Blaski i przebłyski słońca 2020


Gdy rozpoczynaliśmy remont, nikt jeszcze nie przypuszczał, że niedługo świat stanie na głowie. Ekipa budowlana weszła i jak gdyby nigdy nic zaczęła działać. Przez pół roku żyliśmy na placu budowy, a pod koniec lipca mogłam odetchnąć z ulgą. Poddasze z niewielkimi zmianami przypominało moją wizję. 1 sierpnia pokazałam światu efekty i … natychmiast pojawili się chętni na noclegi. Dzięki temu w czasie wakacyjnego zluzowania rygorów sanitarnych w Domku pod Orzechem nie zamykały się drzwi. Z placu budowy trafiliśmy na dworzec. A kolejni goście szybko stawali się bliskimi znajomymi. 

Odwiedzali nas także bliscy i dalsi znajomi z czasów przed gierczyńskich, spragnieni wiejskiego spokoju i odskoczni od miejskiego zgiełku. Z tego też powodu wielokrotnie gościliśmy rodzinę.

Paradoksem zda się fakt, że w ciągu minionych miesięcy nawiązaliśmy więcej znajomości niż przez poprzednie kilka lat.

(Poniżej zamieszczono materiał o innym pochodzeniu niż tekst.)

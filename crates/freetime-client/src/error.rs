//! Client error types.

use std::fmt;

use freetime_core::AvailabilityError;
use freetime_graph::GraphError;

/// Result type for client operations.
pub type ClientResult<T> = Result<T, ClientError>;

/// Errors that can occur in the client.
#[derive(Debug)]
pub enum ClientError {
    /// Configuration error.
    Config(String),
    /// A command-line value could not be used.
    InvalidArgument(String),
    /// Failure talking to the calendar service.
    Graph(GraphError),
    /// IO error.
    Io(std::io::Error),
}

impl fmt::Display for ClientError {
    fn fmt(&self, f: &mut fmt::Formatter<'_>) -> fmt::Result {
        match self {
            Self::Config(msg) => write!(f, "configuration error: {}", msg),
            Self::InvalidArgument(msg) => write!(f, "invalid argument: {}", msg),
            Self::Graph(err) => write!(f, "{}", err),
            Self::Io(err) => write!(f, "IO error: {}", err),
        }
    }
}

impl std::error::Error for ClientError {
    fn source(&self) -> Option<&(dyn std::error::Error + 'static)> {
        match self {
            Self::Graph(err) => Some(err),
            Self::Io(err) => Some(err),
            _ => None,
        }
    }
}

impl From<std::io::Error> for ClientError {
    fn from(err: std::io::Error) -> Self {
        Self::Io(err)
    }
}

impl From<GraphError> for ClientError {
    fn from(err: GraphError) -> Self {
        Self::Graph(err)
    }
}

impl From<AvailabilityError> for ClientError {
    fn from(err: AvailabilityError) -> Self {
        Self::InvalidArgument(err.message().to_string())
    }
}
//! Request descriptions and their single-shot execution.
//!
//! A [`RequestSpec`] says what to fetch; [`execute`] sends it once with a
//! given bearer token. Keeping the two apart lets the fetcher replay the
//! exact same request after a token refresh.

use std::fmt;

use serde_json::Value;
use tracing::{debug, warn};
use url::Url;

use crate::error::{GraphError, GraphResult};

/// HTTP methods the Graph queries use.
#[derive(Debug, Clone, Copy, PartialEq, Eq)]
pub enum HttpMethod {
    Get,
    Post,
}

impl fmt::Display for HttpMethod {
    fn fmt(&self, f: &mut fmt::Formatter<'_>) -> fmt::Result {
        match self {
            Self::Get => write!(f, "GET"),
            Self::Post => write!(f, "POST"),
        }
    }
}

/// Everything needed to issue one data request, minus the token.
#[derive(Debug, Clone, PartialEq)]
pub struct RequestSpec {
    pub method: HttpMethod,
    /// Path relative to the Graph root, without a leading slash.
    pub path: String,
    pub query: Vec<(String, String)>,
    /// JSON body, sent only with POST.
    pub body: Option<Value>,
    /// Sent as `Prefer: outlook.timezone="..."`.
    pub timezone: String,
}

impl RequestSpec {
    /// A GET request for `path`.
    pub fn get(path: impl Into<String>, timezone: impl Into<String>) -> Self {
        Self {
            method: HttpMethod::Get,
            path: path.into(),
            query: Vec::new(),
            body: None,
            timezone: timezone.into(),
        }
    }

    /// A POST request for `path` carrying `body` as JSON.
    pub fn post(path: impl Into<String>, body: Value, timezone: impl Into<String>) -> Self {
        Self {
            method: HttpMethod::Post,
            path: path.into(),
            query: Vec::new(),
            body: Some(body),
            timezone: timezone.into(),
        }
    }

    /// Appends a query parameter.
    pub fn with_query(mut self, key: impl Into<String>, value: impl Into<String>) -> Self {
        self.query.push((key.into(), value.into()));
        self
    }

    /// Resolves the request URL against the Graph root.
    pub fn url(&self, root: &Url) -> GraphResult<Url> {
        root.join(self.path.trim_start_matches('/')).map_err(|e| {
            GraphError::invalid_query(format!("invalid request path '{}': {}", self.path, e))
        })
    }
}

/// Outcome of a request the service answered successfully or with 404.
#[derive(Debug, Clone, PartialEq)]
pub enum FetchResponse {
    /// A 2xx answer and its JSON body.
    Found(Value),
    /// The service reported the resource as absent (HTTP 404). This is a
    /// valid empty answer, so it has no error code.
    NotFound,
}

/// Value of the `Prefer` header selecting the response timezone.
pub(crate) fn prefer_header(timezone: &str) -> String {
    format!("outlook.timezone=\"{}\"", timezone)
}

/// Sends `spec` once, authenticated with `token`.
///
/// 401 comes back as `AuthenticationExpired` for the caller to act on. Every
/// other non-success status except 404 is a `RemoteRequestError`.
pub async fn execute(
    http: &reqwest::Client,
    root: &Url,
    spec: &RequestSpec,
    token: &str,
) -> GraphResult<FetchResponse> {
    let url = spec.url(root)?;
    debug!(method = %spec.method, path = %spec.path, "sending request");

    let mut request = match spec.method {
        HttpMethod::Get => http.get(url),
        HttpMethod::Post => http.post(url),
    };
    request = request
        .bearer_auth(token)
        .header("Prefer", prefer_header(&spec.timezone));
    if !spec.query.is_empty() {
        request = request.query(&spec.query);
    }
    if let (HttpMethod::Post, Some(body)) = (spec.method, &spec.body) {
        request = request.json(body);
    }

    let response = request
        .send()
        .await
        .map_err(|e| GraphError::from_transport("request failed", e))?;

    let status = response.status();
    if status == reqwest::StatusCode::NOT_FOUND {
        warn!(path = %spec.path, "no matching data found");
        return Ok(FetchResponse::NotFound);
    }
    if status == reqwest::StatusCode::UNAUTHORIZED {
        return Err(GraphError::authentication_expired());
    }

    let body = response
        .text()
        .await
        .map_err(|e| GraphError::from_transport("failed to read response", e))?;

    if !status.is_success() {
        warn!(path = %spec.path, status = status.as_u16(), "request rejected");
        return Err(GraphError::remote_request(status.as_u16(), &body));
    }

    let value = serde_json::from_str(&body).map_err(|e| {
        GraphError::malformed(format!("response for {} is not JSON: {}", spec.path, e))
    })?;
    Ok(FetchResponse::Found(value))
}
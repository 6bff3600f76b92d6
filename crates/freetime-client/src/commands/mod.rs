//! Command implementations.

pub mod config;
pub mod free;
pub mod init;
pub mod lookup;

Niejako w cieniu remontu i towarzyskich spotkań przy kawie, herbacie lub ognisku doskonaliłam swoje umiejętności w zakresie serowarstwa. Sery kozie w kilku smakach szybko znalazły grono prawdziwych miłośników.

Z powodzeniem morsowałam, szyłam, uprawiałam ogród , czytałam i recenzowałam książki.

Wspólnie z Gui i Małą M. przeszłyśmy sporą część Gór Izerskich, z kultowymi schroniskami w Orlu i Chatką Górzystów. Przed samym zamknięciem granicy odwiedziłyśmy też czeskie Izerskie.


Z dalszych podróży zaliczyłam jedynie kilka razy Wrocław w ramach odwiedzin u córek oraz Gdańsk, gdy byliśmy na ślubie syna.


Cienie i smutki 2020

Skłamałabym, pisząc, że pandemia zupełnie mnie nie obeszła. Przez ponad pół roku towarzyszył mi podskórny strach o najbliższych i tęsknota, za tymi, których nie mogłam odwiedzić. Nie pojechałam do teściów, przez jakiś czas nie widywałam się także z dziećmi.

Znacznie rzadziej jeździłam rowerem, bo albo wiało, padało, albo znajdowałam inne wymówki (trochę mi wstyd z tego powodu)

Utknęłam na entej wersji swojej powieści, której zakończenie dumnie ogłosiłam rok temu. Teraz jestem w trakcie dopisywania kilku scen, poprawiania niedociągnięć.


No i mimo najszczerszych chęci nie zrzuciłam tych 2 kg, o których pisałam na początku roku. Są sobie nadal i mają się dobrze (będzie nad czym pracować w nowym roku).


Blogowe podsumowanie roku 2020

Blogowanie ma sens, gdy są czytelnicy i komentatorzy. W tym roku byliście ze mną, a grono wiernych czytelników trochę się powiększyło.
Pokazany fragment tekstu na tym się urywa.